Essentially, the hirer must satisfy all three parts of the ABC Test in order to prove that an individual is a genuine independent contractor.
The criteria in ABC Test (as contained in AB5) can be set out as follows:
(A) The person is free from the control and direction of the hiring entity in connection with the performance of the work, both under the contract for the performance of the work and in fact.
(B) The person performs work that is outside the usual course of the hiring entity’s business.
(C) The person is customarily engaged in an independently established trade, occupation, or business of the same nature as that involved in the work performed.
The Dynamex decision is regarded as a landmark judgement because it overturns the Borello Test which had been the leading precedent for determining employment status in California since the late 1980s (see S. G. Borello & Sons, Inc. v Department of Industrial Relations (1989) 48 Cal.3d 341).
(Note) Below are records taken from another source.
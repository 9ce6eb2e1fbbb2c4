//! Test doubles for the engine and display seams.

use std::collections::HashMap;
use std::sync::atomic::{AtomicU64, AtomicUsize, Ordering};
use std::sync::Mutex;
use std::time::Duration;

use async_trait::async_trait;

use crate::display::{DisplayHost, SurfaceId};
use crate::engine::{Completer, SessionContext, VerificationEngine, VerificationResult};
use crate::error::VerificationError;
use crate::request::VerificationRequest;

/// Poll `cond` until it holds, panicking after two seconds.
pub async fn wait_until(cond: impl Fn() -> bool) {
    let deadline = tokio::time::Instant::now() + Duration::from_secs(2);
    while !cond() {
        assert!(tokio::time::Instant::now() < deadline, "condition not reached in time");
        tokio::time::sleep(Duration::from_millis(1)).await;
    }
}

/// What a [`ScriptedEngine`] does on `initialize`.
pub enum Script {
    /// Complete immediately with the given result.
    Complete(VerificationResult),
    /// Keep the completer so the test can complete it later.
    Hold,
    /// Drop the completer without completing.
    Drop,
    /// Return an error from `initialize`.
    FailInit(VerificationError),
}

pub struct ScriptedEngine {
    script: Script,
    calls: AtomicUsize,
    held: Mutex<Vec<Completer>>,
}

impl ScriptedEngine {
    pub fn new(script: Script) -> Self {
        Self {
            script,
            calls: AtomicUsize::new(0),
            held: Mutex::new(Vec::new()),
        }
    }

    pub fn calls(&self) -> usize {
        self.calls.load(Ordering::SeqCst)
    }

    pub fn held(&self) -> usize {
        self.held.lock().unwrap().len()
    }

    pub fn complete_held(&self, index: usize, result: VerificationResult) -> bool {
        let completer = self.held.lock().unwrap()[index].clone();
        completer.complete(result)
    }
}

#[async_trait]
impl VerificationEngine for ScriptedEngine {
    async fn initialize(
        &self,
        _request: &VerificationRequest,
        _ctx: &SessionContext,
        completer: Completer,
    ) -> Result<(), VerificationError> {
        self.calls.fetch_add(1, Ordering::SeqCst);
        match &self.script {
            Script::Complete(result) => {
                completer.complete(result.clone());
                Ok(())
            }
            Script::Hold => {
                self.held.lock().unwrap().push(completer);
                Ok(())
            }
            Script::Drop => Ok(()),
            Script::FailInit(e) => Err(e.clone()),
        }
    }
}

/// Display host that counts presents and dismissals and can simulate the user
/// closing the surface.
pub struct RecordingDisplay {
    has_window: bool,
    capture_completers: bool,
    next_id: AtomicU64,
    presented: AtomicUsize,
    dismissed: AtomicUsize,
    active: Mutex<HashMap<SurfaceId, Option<Completer>>>,
    order: Mutex<Vec<SurfaceId>>,
}

impl RecordingDisplay {
    pub fn new() -> Self {
        Self::build(true, true)
    }

    pub fn without_window() -> Self {
        Self::build(false, true)
    }

    /// A display that does not keep the session's completer alive.
    pub fn without_completion_capture() -> Self {
        Self::build(true, false)
    }

    fn build(has_window: bool, capture_completers: bool) -> Self {
        Self {
            has_window,
            capture_completers,
            next_id: AtomicU64::new(1),
            presented: AtomicUsize::new(0),
            dismissed: AtomicUsize::new(0),
            active: Mutex::new(HashMap::new()),
            order: Mutex::new(Vec::new()),
        }
    }

    pub fn presented(&self) -> usize {
        self.presented.load(Ordering::SeqCst)
    }

    pub fn dismissed(&self) -> usize {
        self.dismissed.load(Ordering::SeqCst)
    }

    pub fn active(&self) -> usize {
        self.active.lock().unwrap().len()
    }

    pub fn is_balanced(&self) -> bool {
        self.presented() == self.dismissed() && self.active() == 0
    }

    /// Simulate the user closing the most recently presented surface that is still open.
    pub fn user_closes(&self) -> bool {
        let active = self.active.lock().unwrap();
        let order = self.order.lock().unwrap();
        let completer = order
            .iter()
            .rev()
            .find_map(|id| active.get(id).cloned().flatten());
        drop(order);
        drop(active);
        match completer {
            Some(completer) => completer.complete(Err(VerificationError::Dismissed)),
            None => false,
        }
    }
}

impl DisplayHost for RecordingDisplay {
    fn present(
        &self,
        _ctx: &SessionContext,
        completer: Completer,
    ) -> Result<SurfaceId, VerificationError> {
        if !self.has_window {
            return Err(VerificationError::PresentationUnavailable);
        }
        let id = SurfaceId(self.next_id.fetch_add(1, Ordering::SeqCst));
        let completer = self.capture_completers.then_some(completer);
        self.active.lock().unwrap().insert(id, completer);
        self.order.lock().unwrap().push(id);
        self.presented.fetch_add(1, Ordering::SeqCst);
        Ok(id)
    }

    fn dismiss(&self, surface: SurfaceId) {
        let removed = self.active.lock().unwrap().remove(&surface);
        assert!(removed.is_some(), "surface {:?} dismissed twice", surface);
        self.dismissed.fetch_add(1, Ordering::SeqCst);
    }
}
In Dynamex, the Californian Supreme Court made the following statement:
“Although in some circumstances classification as an independent contractor may be advantageous to workers as well as to businesses, the risk that workers who should be treated as employees may be improperly misclassified as independent contractors is significant in light of the potentially substantial economic incentives that a business may have in mischaracterizing some workers as independent contractors. Such incentives include the unfair competitive advantage the business may obtain over competitors that properly classify similar workers as employees and that thereby assume the fiscal and other responsibilities and burdens that an employer owes to its employees.”
The Court noted, moreover, that:
“In recent years, the relevant regulatory agencies of both the federal and state governments have declared that the misclassification of workers as independent contractors rather than employees is a very serious problem, depriving federal and state governments of billions of dollars in tax revenue and millions of workers of the labor law protections to which they are entitled.”
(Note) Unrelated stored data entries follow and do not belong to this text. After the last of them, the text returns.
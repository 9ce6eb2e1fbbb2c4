use std::sync::Arc;

use tokio::sync::watch;

use crate::config::VerifierSettings;
use crate::display::{DisplayHost, Presentation};
use crate::engine::{completion_channel, SessionContext, VerificationEngine, VerificationResult};
use crate::error::VerificationError;
use crate::request::VerificationRequest;

/// Lifecycle of one verification attempt.
#[derive(Debug, Clone, Copy, PartialEq, Eq)]
pub enum SessionState {
    Created,
    Initializing,
    Presenting,
    Completed,
    Failed,
    Dismissed,
}

impl SessionState {
    pub fn is_terminal(&self) -> bool {
        matches!(self, Self::Completed | Self::Failed | Self::Dismissed)
    }
}

/// Entry point for hosts: owns the engine and display seams and starts an
/// independent session per call.
#[derive(Clone)]
pub struct Verifier {
    engine: Arc<dyn VerificationEngine>,
    display: Arc<dyn DisplayHost>,
    settings: VerifierSettings,
}

impl Verifier {
    pub fn new(engine: Arc<dyn VerificationEngine>, display: Arc<dyn DisplayHost>) -> Self {
        Self {
            engine,
            display,
            settings: VerifierSettings::default(),
        }
    }

    pub fn with_settings(mut self, settings: VerifierSettings) -> Self {
        self.settings = settings;
        self
    }

    /// A fresh session in `Created` state, for callers that want to observe it.
    pub fn session(&self) -> VerificationSession {
        VerificationSession::new(self.engine.clone(), self.display.clone(), self.settings.clone())
    }

    /// Run one verification attempt to its terminal proof or error.
    ///
    /// The presented surface is always dismissed before this returns.
    pub async fn start_verification(&self, request: VerificationRequest) -> VerificationResult {
        self.session().run(request).await
    }
}

/// Drives exactly one verification attempt. Terminal states are final and
/// nothing is retried here.
pub struct VerificationSession {
    engine: Arc<dyn VerificationEngine>,
    display: Arc<dyn DisplayHost>,
    settings: VerifierSettings,
    state: watch::Sender<SessionState>,
}

impl VerificationSession {
    pub fn new(
        engine: Arc<dyn VerificationEngine>,
        display: Arc<dyn DisplayHost>,
        settings: VerifierSettings,
    ) -> Self {
        let (state, _) = watch::channel(SessionState::Created);
        Self {
            engine,
            display,
            settings,
            state,
        }
    }

    pub fn state(&self) -> SessionState {
        *self.state.borrow()
    }

    pub fn subscribe(&self) -> watch::Receiver<SessionState> {
        self.state.subscribe()
    }

    pub async fn run(self, request: VerificationRequest) -> VerificationResult {
        let ctx = SessionContext::resolve(&request);
        self.transition(SessionState::Initializing, &ctx);

        let (completer, receiver) = completion_channel(ctx.session_id());

        // Engine preparation runs alongside the attach step.
        let init = {
            let engine = self.engine.clone();
            let ctx = ctx.clone();
            let completer = completer.clone();
            tokio::spawn(async move {
                if let Err(e) = engine.initialize(&request, &ctx, completer.clone()).await {
                    tracing::warn!(session_id = %ctx.session_id(), error = %e, "Engine initialization failed");
                    completer.complete(Err(e));
                }
            })
        };

        self.transition(SessionState::Presenting, &ctx);
        let presentation = match Presentation::acquire(self.display.clone(), &ctx, completer) {
            Ok(presentation) => presentation,
            Err(e) => {
                init.abort();
                self.transition(SessionState::Failed, &ctx);
                return Err(e);
            }
        };

        // The result is received on this task, which owns the presentation,
        // so release happens here regardless of where the engine completed.
        let outcome = match self.settings.session_timeout {
            Some(limit) => match tokio::time::timeout(limit, receiver.recv()).await {
                Ok(result) => result,
                Err(_) => {
                    init.abort();
                    tracing::warn!(
                        session_id = %ctx.session_id(),
                        timeout = ?limit,
                        "Verification session timed out"
                    );
                    Err(VerificationError::SessionExpired)
                }
            },
            None => receiver.recv().await,
        };

        presentation.release();

        let terminal = match &outcome {
            Ok(_) => SessionState::Completed,
            Err(VerificationError::Dismissed) => SessionState::Dismissed,
            Err(_) => SessionState::Failed,
        };
        self.transition(terminal, &ctx);

        if let Err(e) = &outcome {
            tracing::info!(session_id = %ctx.session_id(), kind = ?e.kind(), "Verification ended without proof: {}", e);
        }

        outcome
    }

    fn transition(&self, next: SessionState, ctx: &SessionContext) {
        tracing::info!(
            session_id = %ctx.session_id(),
            provider_id = ctx.provider_id.as_deref().unwrap_or("<url>"),
            state = ?next,
            "Verification session transition"
        );
        self.state.send_replace(next);
    }
}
A link to the Dynamex judgement can be found below:
Legislators in other US States (New Jersey and New York particularly) have expressed a desire to follow the Californian example and Democratic US presidential candidates, Bernie Sanders and Elizabeth Warren are strongly in favour of this type of law.
As you would expect in such a litigious society as the United States, AB5 has already been the subject of a legal challenge (which was unsuccessful). Predictably, Uber and another company, Postmates, were at the forefront of this action.
This legal challenge was hardly surprising, given that The Los Angeles Times reportedin August 2019 that Uber and Lyft intended to establish a campaigning fund worth $60 million to fight AB5.
So, even in the land of free enterprise, it would seem that not everyone wants to be their own boss and many people would, in fact, be more than happy to welcome the recognition of their status as employees.
That said, AB5 has, surprisingly, not met with the approval of every worker or potential employee. The California performing arts community has experienced problems with the new law, mainly because of its use of the term ‘fine artist’ which was not defined. Fine artists are exempt from the provisions of AB5, but who exactly is a fine artist? No one seems to be sure and The Los Angeles Times reported that one opera company had cancelled performances because they were unsure whether performers were to be classified as employees (with the additional costs that this would entail) or whether they were genuinely independent contractors.
Lorena Gonzalez, the Californian Assemblywoman who drafted AB5 said that a definition of the term was deliberately omitted from the law and that it the responsibility of the State’s Employment Development Department to clarify this issue.